Standard epi-off cross-linking safe in children, but progression may restart later in some cases
MAASTRICHT, Netherlands — Standard epi-off corneal cross-linking is effective in arresting keratoconus in children and is as safe as in adult procedures, according to studies reviewed by a specialist here. However, doubts remain about long-term stability.
“Five years is the longest follow-up we have in studies. Most of them cover a shorter period and fail to state whether all patients completed the follow-up,” Beatrice Frueh, MD, said at the European Society of Cataract and Refractive Surgeons winter meeting.

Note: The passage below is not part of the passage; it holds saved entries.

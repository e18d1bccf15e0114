use std::error::Error;
#[cfg(feature = "web")]
use std::net::SocketAddr;

use atty::Stream;
use clap::{Parser, Subcommand};
use kgsearch_rs::config::DEFAULT_LIMIT;
use kgsearch_rs::{CardView, KgClient, Query, ResultsView, SearchConfig, SearchOutcome};
use termimad::{FmtText, MadSkin, terminal_size};
use tracing_subscriber::EnvFilter;

const DEFAULT_LOG_FILTER: &str = "kgsearch_rs=info,tower_http=info";

#[derive(Parser, Debug)]
#[command(name = "kgsearch-rs", about = "Search Google's Knowledge Graph", version)]
pub struct Cli {
    /// Emit JSON instead of formatted cards.
    #[arg(long, global = true)]
    json: bool,

    /// API key; falls back to the GOOGLE_API_KEY environment variable.
    #[arg(long, global = true)]
    api_key: Option<String>,

    /// Override the entity-search endpoint (also KG_SEARCH_ENDPOINT).
    #[arg(long, global = true)]
    endpoint: Option<String>,

    /// Result limit sent with every request.
    #[arg(long, global = true, default_value_t = DEFAULT_LIMIT)]
    limit: u32,

    #[command(subcommand)]
    command: Command,
}

#[derive(Subcommand, Debug)]
enum Command {
    /// Run one search and print the result cards.
    Search {
        /// Words of the query; joined with spaces.
        #[arg(required = true)]
        query: Vec<String>,
    },
    /// Serve the web front-end.
    #[cfg(feature = "web")]
    Serve {
        /// Address to bind.
        #[arg(long, default_value = "127.0.0.1:8080")]
        addr: SocketAddr,
        /// Public base URL used for canonical links.
        #[arg(long)]
        base_url: Option<String>,
    },
}

pub fn init_tracing() {
    let filter =
        EnvFilter::try_from_default_env().unwrap_or_else(|_| EnvFilter::new(DEFAULT_LOG_FILTER));
    let _ = tracing_subscriber::fmt()
        .with_env_filter(filter)
        .with_writer(std::io::stderr)
        .try_init();
}

pub fn run() -> Result<(), Box<dyn Error>> {
    let cli = Cli::parse();
    let config = search_config(&cli)?;
    let runtime = tokio::runtime::Builder::new_multi_thread()
        .enable_all()
        .build()?;
    match cli.command {
        Command::Search { query } => runtime.block_on(handle_search(config, query, cli.json)),
        #[cfg(feature = "web")]
        Command::Serve { addr, base_url } => {
            let mut web_config = kgsearch_rs::web::WebConfig::new(config);
            web_config.addr = addr;
            web_config.base_url = base_url.unwrap_or_else(|| format!("http://{addr}"));
            runtime.block_on(kgsearch_rs::web::serve(web_config))?;
            Ok(())
        }
    }
}

fn search_config(cli: &Cli) -> Result<SearchConfig, Box<dyn Error>> {
    let mut config = match &cli.api_key {
        Some(key) => SearchConfig::new(key.clone())?,
        None => SearchConfig::from_env()?,
    };
    if let Some(endpoint) = &cli.endpoint {
        config = config.with_endpoint(endpoint.clone());
    }
    Ok(config.with_limit(cli.limit))
}

async fn handle_search(
    config: SearchConfig,
    words: Vec<String>,
    as_json: bool,
) -> Result<(), Box<dyn Error>> {
    let query = Query::parse(&words.join(" ")).ok_or("Search query cannot be empty")?;
    let items = match KgClient::new(config).search(&query).await? {
        SearchOutcome::Empty => Vec::new(),
        SearchOutcome::Found(items) => items,
    };
    let view = ResultsView::build(&query, &items);

    if as_json {
        println!("{}", serde_json::to_string_pretty(&view)?);
    } else if view.total == 0 {
        println!("No results found for \"{query}\".");
    } else {
        print_results(&view);
    }
    Ok(())
}

fn print_results(view: &ResultsView) {
    println!("{}", view.headline());
    for (position, card) in view.results.iter().enumerate() {
        println!();
        print_card(position + 1, card);
    }
}

fn print_card(position: usize, card: &CardView) {
    println!(
        "{position}. {}  [{}]  confidence {}",
        card.title,
        card.types.join(", "),
        card.confidence
    );
    println!(
        "   {}",
        card.subtitle.as_deref().unwrap_or("No description available")
    );
    match &card.description {
        Some(description) => render_text_block(description),
        None => println!("   No detailed description available in Google's Knowledge Graph"),
    }
    for link in &card.links {
        println!("   {}: {} <{}>", link.kind.title(), link.label, link.href);
    }
}

fn stdout_is_tty() -> bool {
    atty::is(Stream::Stdout)
}

fn text_width() -> usize {
    let (width, _) = terminal_size();
    width.max(60) as usize
}

fn render_text_block(body: &str) {
    if stdout_is_tty() {
        let skin = MadSkin::default();
        let formatted = FmtText::from(&skin, body, Some(text_width()));
        println!("{formatted}");
    } else {
        println!("   {body}");
    }
}

#[cfg(test)]
mod tests {
    use super::*;

    #[test]
    fn search_words_are_collected() {
        let cli = Cli::try_parse_from(["kgsearch-rs", "search", "Eiffel", "Tower", "--json"])
            .expect("valid arguments");
        assert!(cli.json);
        assert_eq!(cli.limit, DEFAULT_LIMIT);
        match cli.command {
            Command::Search { query } => assert_eq!(query, vec!["Eiffel", "Tower"]),
            #[cfg(feature = "web")]
            Command::Serve { .. } => panic!("expected search"),
        }
    }

    #[test]
    fn explicit_key_and_endpoint_build_the_config() {
        let cli = Cli::try_parse_from([
            "kgsearch-rs",
            "--api-key",
            "abc",
            "--endpoint",
            "http://localhost:9000/search",
            "--limit",
            "25",
            "search",
            "rust",
        ])
        .unwrap();
        let config = search_config(&cli).unwrap();
        assert_eq!(config.api_key, "abc");
        assert_eq!(config.endpoint, "http://localhost:9000/search");
        assert_eq!(config.limit, 25);
    }

    #[test]
    fn search_requires_a_query() {
        assert!(Cli::try_parse_from(["kgsearch-rs", "search"]).is_err());
    }
}
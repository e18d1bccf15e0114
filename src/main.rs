#[cfg(feature = "cli")]
mod cli;

#[cfg(feature = "cli")]
fn main() {
    cli::init_tracing();
    if let Err(err) = cli::run() {
        eprintln!("error: {err}");
        std::process::exit(1);
    }
}

#[cfg(not(feature = "cli"))]
fn main() {
    eprintln!("Built without the `cli` feature; use the library or rebuild with `--features cli`.");
}
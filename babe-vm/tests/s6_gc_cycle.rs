//! S6: the cyclic-garbage half of the GC scenario. Two `Node` instances
//! reference each other (a 2-cycle with no external roots) and are
//! reclaimed anyway, proving collection isn't plain reference counting.
//!
//! This intentionally does not cover the scenario's weak-reference half:
//! there is no weak-reference type anywhere in the object model or
//! `gc.rs` to clear, so only the cycle-reclamation property is testable
//! here. See DESIGN.md's test coverage notes for that gap.

mod common;

use common::{flags, ClassBuilder};

#[test]
fn a_reference_cycle_with_no_roots_is_reclaimed() {
    let dir = common::classpath_dir("s6");
    common::write_bootstrap_classes(&dir);

    // class Node { Object next; }
    let mut node = ClassBuilder::new("Node", Some("java/lang/Object"));
    node.add_field(flags::ACC_PUBLIC, "next", "Ljava/lang/Object;");
    std::fs::write(dir.join("Node.class"), node.build()).unwrap();

    let vm = common::boot_vm(&dir, "Node");

    let clazz = vm.class_pool.borrow().get(babe_vm::object::Reference::NULL, b"Node").expect("class is loaded");
    let a = vm.new_instance(&clazz).expect("allocate first node");
    let b = vm.new_instance(&clazz).expect("allocate second node");

    common::write_instance_ref(&vm, a, 0, b);
    common::write_instance_ref(&vm, b, 0, a);
    drop((a, b));

    let freed_before = vm.heap.borrow().free_total();
    let reclaimed = babe_vm::gc::collect(&vm);
    let freed_after = vm.heap.borrow().free_total();

    assert!(reclaimed > 0, "a rootless cycle must be reclaimed, not kept alive by its mutual references");
    assert!(freed_after > freed_before, "heap space from the cycle must be returned to the free list");
}
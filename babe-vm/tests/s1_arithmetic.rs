//! S1: arithmetic and a conditional branch, end to end through the
//! interpreter loop — `if_icmpgt` picking one of two `imul` expressions and
//! returning the result through `invokestatic`/`putstatic`.

mod common;

use common::{flags, read_static_int, ClassBuilder, CodeSpec};

#[test]
fn conditional_branch_picks_the_greater_operand_times_two() {
    let dir = common::classpath_dir("s1");
    common::write_bootstrap_classes(&dir);

    let mut cb = ClassBuilder::new("Arith", Some("java/lang/Object"));

    // int compute(int a, int b) { return (a > b ? a : b) * 2; }
    //
    //  0: iload_0
    //  1: iload_1
    //  2: if_icmpgt -> 9
    //  5: iload_1
    //  6: iconst_2
    //  7: imul
    //  8: ireturn
    //  9: iload_0
    // 10: iconst_2
    // 11: imul
    // 12: ireturn
    let compute_code = vec![0x1a, 0x1b, 0xa3, 0x00, 0x07, 0x1b, 0x05, 0x68, 0xac, 0x1a, 0x05, 0x68, 0xac];
    cb.add_method(
        flags::ACC_PUBLIC | flags::ACC_STATIC,
        "compute",
        "(II)I",
        Some(CodeSpec { max_stack: 2, max_locals: 2, bytes: compute_code, exceptions: vec![] }),
    );
    cb.add_field(flags::ACC_PUBLIC | flags::ACC_STATIC, "result", "I");

    let compute_ref = cb.cp.methodref("Arith", "compute", "(II)I");
    let result_ref = cb.cp.fieldref("Arith", "result", "I");

    let mut main_code = vec![0x10, 3, 0x10, 7, 0xb8];
    main_code.extend_from_slice(&compute_ref.to_be_bytes());
    main_code.push(0xb3);
    main_code.extend_from_slice(&result_ref.to_be_bytes());
    main_code.push(0xb1);
    cb.add_method(
        flags::ACC_PUBLIC | flags::ACC_STATIC,
        "main",
        "([Ljava/lang/String;)V",
        Some(CodeSpec { max_stack: 2, max_locals: 1, bytes: main_code, exceptions: vec![] }),
    );

    let bytes = cb.build();
    std::fs::write(dir.join("Arith.class"), bytes).unwrap();

    let vm = common::boot_vm(&dir, "Arith");
    babe_vm::interp::run(&vm).expect("program runs to completion");

    assert_eq!(read_static_int(&vm, b"Arith", b"result"), 14);
}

Children have more severe keratoconus, which progresses faster and should be treated without delay, she said.
Transepithelial cross-linking, which would be desirable, has failed to show positive results. In two studies, one published by Buzzonetti and colleagues in 2012 and the other by the group of Caporossi in 2013, epi-on did not arrest progression and required re-treatment with epi-off in at least half of the cases. Iontophoresis also had disappointing outcomes, while accelerated cross-linking in a 2014 study by Shetty and colleagues showed 10% progression at 2 years.
Better results were shown by two studies by Ucakhan and colleagues and Godefrooij and colleagues following the standard Dresden protocol. No re-treatment or transplantation was performed over the study period of 4 years and 5 years, respectively. In the latter study, cases of pseudo-progression were found, probably due to the inclusion of very steep corneas, without loss of a single Snellen line.
“Five-year results of our own prospective study in Bern, using the standard Dresden protocol and including 23 eyes of 19 children, showed improved VA with a tendency to less myopia. The corneas flattened, and topography indexes improved or remained unchanged. Surprisingly, however, a constant corneal thinning occurred. At 3 years, we have had two cases of progression, both re-treated and now stable,” Frueh said. – by Michela Cimberle
Frueh B. Indications and long-term results in children. European Society of Cataract and Refractive Surgeons winter meeting; Feb. 10-12, 2017; Maastricht, Netherlands.
Disclosure: Frueh reports no relevant financial disclosures.